C’est le blasphème contre l’Esprit qui est grave. Car il est un refus de dialoguer avec Dieu. Les explications du P. Jean-Paul Sagadou, assomptionniste.
« Beaucoup de chrétiens sont effrayés et tourmentés à la lecture de cette phrase de l’Évangile : « Mais si quelqu’un blasphème contre l’Esprit saint, il n’obtiendra jamais le pardon » (Marc 3, 29). Dans l’évangile de saint Matthieu la même réalité est exprimée de la façon suivante : « Si quelqu’un s’oppose au Saint-Esprit, il ne recevra pas le pardon, ni dans la vie présente, ni dans le monde à venir » (Matthieu 12, 31-32). Comment rendre compte de ce blasphème contre l’Esprit saint ?

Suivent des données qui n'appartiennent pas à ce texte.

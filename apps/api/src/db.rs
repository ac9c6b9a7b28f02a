use anyhow::Result;
use sqlx::postgres::PgPoolOptions;
use sqlx::PgPool;
use tracing::info;

/// Creates a PostgreSQL connection pool and applies pending migrations.
pub async fn create_pool(database_url: &str, max_connections: u32) -> Result<PgPool> {
    info!("Connecting to PostgreSQL...");

    let pool = PgPoolOptions::new()
        .max_connections(max_connections)
        .connect(database_url)
        .await?;

    info!("PostgreSQL connection pool established");

    sqlx::migrate!("./migrations").run(&pool).await?;
    info!("Database migrations applied");

    Ok(pool)
}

En fait, c’est le contexte qui permet de comprendre cette phrase. Que se passe-t-il ? Jésus vient de chasser les esprits mauvais. Il vient d’opérer des miracles qui attestent qu’Il est l’Envoyé de Dieu. Or, les scribes et les pharisiens cherchaient toutes les occasions pour le « coincer ». Leur réaction est donc manifeste et immédiate : « Tu es toi-même possédé ! C’est avec la force de Satan que tu chasses les démons ». Autrement dit, le bien que Jésus fait est considéré par les scribes et les pharisiens comme mal.
Après leur avoir démontré le caractère illogique de leur raisonnement, et le vrai sens du signe qu’il accomplit, Jésus les avertit des conséquences de leur mauvaise foi : si en toute connaissance de cause, ils refusent de croire en lui, en s’opposant au témoignage intérieur de l’Esprit de Dieu en eux, alors, c’est qu’ils ont choisi de refuser la vérité. Dieu respecte toujours profondément la liberté de l’homme. Jésus peut comprendre qu’on ne reconnaisse pas sa mission divine. Mais appeler mal, le bien qu’il fait, cela est impardonnable. Confondre volontairement le bien et le mal paraît diabolique.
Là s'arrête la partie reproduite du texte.